A análise do nexo de causalidade mostra-se pertinente, na medida em que permite demonstrar, por um lado, o fato constitutivo de responsabilidade, e de outro o problema da extensão do dano[34], quer dizer, no primeiro plano estabelece o liame entre o agente responsável pela conduta e o dano verificado, no segundo plano quais os gravames que devem ser suportados pelo agente, autor do fato lesivo. Quando é que, juridicamente, um fato deve ser considerado causa de um determinado evento danoso.

No âmbito da Responsabilidade Civil, várias foram às teorias que tentaram explicar o problema da determinação do nexo de casualidade, destacando-se a teoria da equivalência das condições ou também considerada de teoria da conditio sine quan non, que parte do conceito de casualidade apresentado por John Stuart Mill, sendo introduzida no direito por Von Buri, cujas ideias mestres se resumem no fato de considerar causa de um evento todas as condições, sejam elas positivas ou negativas que concorrem para a ocorrência do dano, isto é, qualquer condição que seja essencial para a verificação do dano (sem a qual o dano não se verificaria), pois todas as condições equivalem-se, o que a torna não aceitável dado os  absurdos que conduziria[35]. 

Neste prisma, Antunes Varela ressalta que, para que haja responsabilidade ``exige-se entre o fato e o dano indenizável um nexo apertado do que a simples coincidência ou sucessão cronológica[36]´´.  
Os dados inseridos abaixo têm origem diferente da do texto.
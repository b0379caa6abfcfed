pub mod session;
pub mod stealth;
pub mod tab;
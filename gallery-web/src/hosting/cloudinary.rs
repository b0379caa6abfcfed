//! Cloudinary-compatible signed uploads.
//!
//! Uploads go to `{api_base}/{cloud_name}/image/upload`. Every request is
//! signed: the non-credential parameters are sorted, joined as `k=v&k=v`,
//! suffixed with the API secret and hashed with SHA-1.

use async_trait::async_trait;
use gallery_http::{HttpClient, HttpError, RequestOpts};
use reqwest::header::{ACCEPT, HeaderMap, HeaderValue, REFERER};
use reqwest::multipart::{Form, Part};
use serde::Deserialize;
use sha1::{Digest, Sha1};
use std::collections::BTreeMap;
use std::time::Duration;
use tracing::{info, warn};
use url::Url;

use super::ImageHost;

/// Length of the hex digest used as upload identity.
const PUBLIC_ID_LEN: usize = 24;

#[derive(Debug, Clone)]
pub struct CloudinarySettings {
    pub cloud_name: String,
    pub api_key: String,
    pub api_secret: String,
    pub folder: String,
    pub api_base: String,
    pub delivery_base: String,
    pub placeholder_public_id: String,
    pub width: u32,
    pub height: u32,
    pub upload_timeout: Duration,
    pub user_agent: String,
}

impl CloudinarySettings {
    /// `c_fill,h_<h>,w_<w>/f_auto,q_auto`
    pub fn transformation(&self) -> String {
        format!("c_fill,h_{},w_{}/f_auto,q_auto", self.height, self.width)
    }
}

#[derive(Debug, Deserialize)]
struct UploadResponse {
    secure_url: String,
}

/// Rewrites delivery URLs from one cloud so they carry a display transformation.
#[derive(Debug, Clone)]
pub struct DeliveryTransform {
    prefix: String,
    transformation: String,
}

impl DeliveryTransform {
    pub fn new(delivery_base: &str, cloud_name: &str, transformation: &str) -> Self {
        Self {
            prefix: format!(
                "{}/{}/image/upload/",
                delivery_base.trim_end_matches('/'),
                cloud_name
            ),
            transformation: transformation.to_string(),
        }
    }

    /// Insert the transformation unless `url` is foreign or already transformed.
    pub fn apply(&self, url: &str) -> String {
        let Some(rest) = url.strip_prefix(&self.prefix) else {
            return url.to_string();
        };
        let first = rest.split('/').next().unwrap_or_default();
        if looks_like_transformation(first) {
            return url.to_string();
        }
        format!("{}{}/{}", self.prefix, self.transformation, rest)
    }
}

fn looks_like_transformation(segment: &str) -> bool {
    !segment.is_empty()
        && segment.split(',').all(|part| {
            part.split_once('_').is_some_and(|(key, _)| {
                !key.is_empty() && key.len() <= 3 && key.chars().all(|c| c.is_ascii_lowercase())
            })
        })
}

/// Sign upload parameters: sorted `k=v` pairs joined by `&`, then the secret, SHA-1 hex.
pub fn sign_params(params: &BTreeMap<&str, String>, api_secret: &str) -> String {
    let to_sign = params
        .iter()
        .map(|(k, v)| format!("{k}={v}"))
        .collect::<Vec<_>>()
        .join("&");
    let mut hasher = Sha1::new();
    hasher.update(to_sign.as_bytes());
    hasher.update(api_secret.as_bytes());
    hex::encode(hasher.finalize())
}

/// Stable upload identity for a source image, so re-runs overwrite instead of duplicating.
pub fn public_id_for(image_url: &str) -> String {
    let digest = blake3::hash(image_url.trim().as_bytes()).to_hex();
    digest.as_str()[..PUBLIC_ID_LEN].to_string()
}

pub struct CloudinaryHost {
    settings: CloudinarySettings,
    api: HttpClient,
    fetcher: HttpClient,
}

impl CloudinaryHost {
    pub fn new(settings: CloudinarySettings) -> Result<Self, HttpError> {
        let api = HttpClient::new(&settings.user_agent)?
            .with_base(&settings.api_base)?
            .with_timeout(settings.upload_timeout);
        let fetcher = HttpClient::new(&settings.user_agent)?.with_timeout(settings.upload_timeout);
        Ok(Self {
            settings,
            api,
            fetcher,
        })
    }

    /// Transformation applied to this cloud's URLs at render time.
    pub fn delivery_transform(&self) -> DeliveryTransform {
        DeliveryTransform::new(
            &self.settings.delivery_base,
            &self.settings.cloud_name,
            &self.settings.transformation(),
        )
    }

    fn upload_path(&self) -> String {
        format!("{}/image/upload", self.settings.cloud_name)
    }

    /// Signed parameter list; `api_key` and `signature` are appended last.
    fn signed_params(
        &self,
        public_id: &str,
        transformation: Option<String>,
        timestamp: i64,
    ) -> Vec<(&'static str, String)> {
        let mut params: BTreeMap<&'static str, String> = BTreeMap::new();
        params.insert("folder", self.settings.folder.clone());
        params.insert("overwrite", "true".to_string());
        params.insert("public_id", public_id.to_string());
        params.insert("timestamp", timestamp.to_string());
        if let Some(t) = transformation {
            params.insert("transformation", t);
        }
        let signature = sign_params(&params, &self.settings.api_secret);

        let mut out: Vec<(&'static str, String)> = params.into_iter().collect();
        out.push(("api_key", self.settings.api_key.clone()));
        out.push(("signature", signature));
        out
    }

    /// Ask the provider to fetch the remote URL itself and transform on ingest.
    async fn upload_remote(&self, image_url: &str) -> Result<String, HttpError> {
        let mut form = self.signed_params(
            &public_id_for(image_url),
            Some(self.settings.transformation()),
            chrono::Utc::now().timestamp(),
        );
        form.push(("file", image_url.to_string()));
        let uploaded: UploadResponse = self
            .api
            .post_form_json(&self.upload_path(), &form, RequestOpts::default())
            .await?;
        Ok(uploaded.secure_url)
    }

    /// Fetch the bytes ourselves (looking like a browser) and stream them up raw.
    async fn upload_fetched(&self, image_url: &str) -> Result<String, HttpError> {
        let mut headers = HeaderMap::new();
        headers.insert(
            ACCEPT,
            HeaderValue::from_static("image/avif,image/webp,image/apng,image/*,*/*;q=0.8"),
        );
        if let Some(origin) = origin_of(image_url) {
            if let Ok(value) = HeaderValue::from_str(&origin) {
                headers.insert(REFERER, value);
            }
        }
        let fetched = self
            .fetcher
            .get_bytes(
                image_url,
                RequestOpts {
                    headers: Some(headers),
                    ..Default::default()
                },
            )
            .await?;

        let mut part = Part::bytes(fetched.bytes.to_vec()).file_name(file_name_of(image_url));
        if let Some(ct) = fetched.content_type.as_deref() {
            part = part
                .mime_str(ct)
                .map_err(|e| HttpError::Build(format!("invalid content type {ct}: {e}")))?;
        }

        let params = self.signed_params(
            &public_id_for(image_url),
            None,
            chrono::Utc::now().timestamp(),
        );
        let form = params
            .into_iter()
            .fold(Form::new(), |form, (k, v)| form.text(k, v))
            .part("file", part);

        let uploaded: UploadResponse = self
            .api
            .post_multipart_json(&self.upload_path(), form, RequestOpts::default())
            .await?;
        Ok(uploaded.secure_url)
    }
}

#[async_trait]
impl ImageHost for CloudinaryHost {
    async fn rehost(&self, image_url: &str) -> Option<String> {
        let image_url = image_url.trim();
        if image_url.is_empty() {
            return None;
        }

        match self.upload_remote(image_url).await {
            Ok(hosted) => {
                info!(target: "rehost.primary", source = %image_url, %hosted, "image rehosted");
                return Some(hosted);
            }
            Err(e) => {
                warn!(target: "rehost.primary", source = %image_url, error = %e, "remote upload rejected; fetching directly");
            }
        }

        match self.upload_fetched(image_url).await {
            Ok(hosted) => {
                info!(target: "rehost.fallback", source = %image_url, %hosted, "image rehosted from fetched bytes");
                Some(hosted)
            }
            Err(e) => {
                warn!(target: "rehost.fallback", source = %image_url, error = %e, "direct fetch upload failed");
                None
            }
        }
    }

    fn placeholder_url(&self) -> String {
        format!(
            "{}/{}/image/upload/{}/{}",
            self.settings.delivery_base.trim_end_matches('/'),
            self.settings.cloud_name,
            self.settings.transformation(),
            self.settings.placeholder_public_id
        )
    }
}

fn origin_of(url: &str) -> Option<String> {
    let parsed = Url::parse(url).ok()?;
    let host = parsed.host_str()?;
    Some(match parsed.port() {
        Some(port) => format!("{}://{}:{}/", parsed.scheme(), host, port),
        None => format!("{}://{}/", parsed.scheme(), host),
    })
}

fn file_name_of(url: &str) -> String {
    Url::parse(url)
        .ok()
        .and_then(|u| {
            u.path_segments()
                .and_then(|mut segs| segs.next_back().map(|s| s.to_string()))
        })
        .filter(|s| !s.is_empty())
        .unwrap_or_else(|| "image".to_string())
}
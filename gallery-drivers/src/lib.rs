//! Driver layer for browser automation.
//!
//! This crate exposes one long-lived WebDriver session and scoped tabs used
//! to render pages whose content only appears after scripts run.
//!
//! - [`browser::session::BrowserSession`]: WebDriver client wrapper, launched once per run
//! - [`browser::tab::BrowserTab`]: a single tab with navigation and DOM helpers
//! - [`browser::stealth`]: Chrome arguments and JS evasions
pub mod browser;
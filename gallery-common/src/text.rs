//! Text normalization for scraped descriptions.

/// Default description budget, in characters.
pub const DEFAULT_LIMIT: usize = 120;

/// A word-boundary cut is only taken when it keeps more than this many characters.
const MIN_WORD_CUT: usize = 60;

const ELLIPSIS: char = '…';

/// Collapse every run of whitespace to a single space and trim the edges.
pub fn collapse_whitespace(text: &str) -> String {
    text.split_whitespace().collect::<Vec<_>>().join(" ")
}

/// Shorten `text` to at most `limit` characters plus an ellipsis.
///
/// Whitespace is collapsed first. Text already within `limit` comes back
/// unchanged; longer text is cut on the last word boundary past character 60
/// (or hard-cut when none exists), stripped of trailing punctuation and
/// terminated with `…`.
///
/// ```
/// use gallery_common::text::shorten;
///
/// assert_eq!(shorten("  short   text ", 120), "short text");
/// let long = "word ".repeat(40);
/// let out = shorten(&long, 120);
/// assert!(out.ends_with('…'));
/// assert!(out.chars().count() <= 121);
/// ```
pub fn shorten(text: &str, limit: usize) -> String {
    let collapsed = collapse_whitespace(text);
    if collapsed.chars().count() <= limit {
        return collapsed;
    }

    let mut cut: String = collapsed.chars().take(limit.saturating_sub(1)).collect();
    if let Some(idx) = cut.rfind(' ') {
        if cut[..idx].chars().count() > MIN_WORD_CUT {
            cut.truncate(idx);
        }
    }

    let trimmed = cut.trim_end_matches(|c: char| {
        matches!(c, '.' | ',' | ';' | ':' | '!' | '?' | '-') || c.is_whitespace()
    });
    format!("{trimmed}{ELLIPSIS}")
}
Dadas às limitações da teoria da equivalência das condições, uma nova solução destacou-se, a teoria da causa próxima com forte influência anglo-saxônica, cuja ideia basilar prende-se com o fato de considerar como causa do resultado danoso a circunstância que a precede diretamente, ou seja, a última condição[37]. Para os defensores dessa teoria, a verdadeira e única causa do prejuízo será a que, no conjunto das demais condições, cronologicamente, for à última antes da verificação do dano, tornando indenizável, sob esta ótica, apenas os danos diretos, ficando os indiretos sem reparação.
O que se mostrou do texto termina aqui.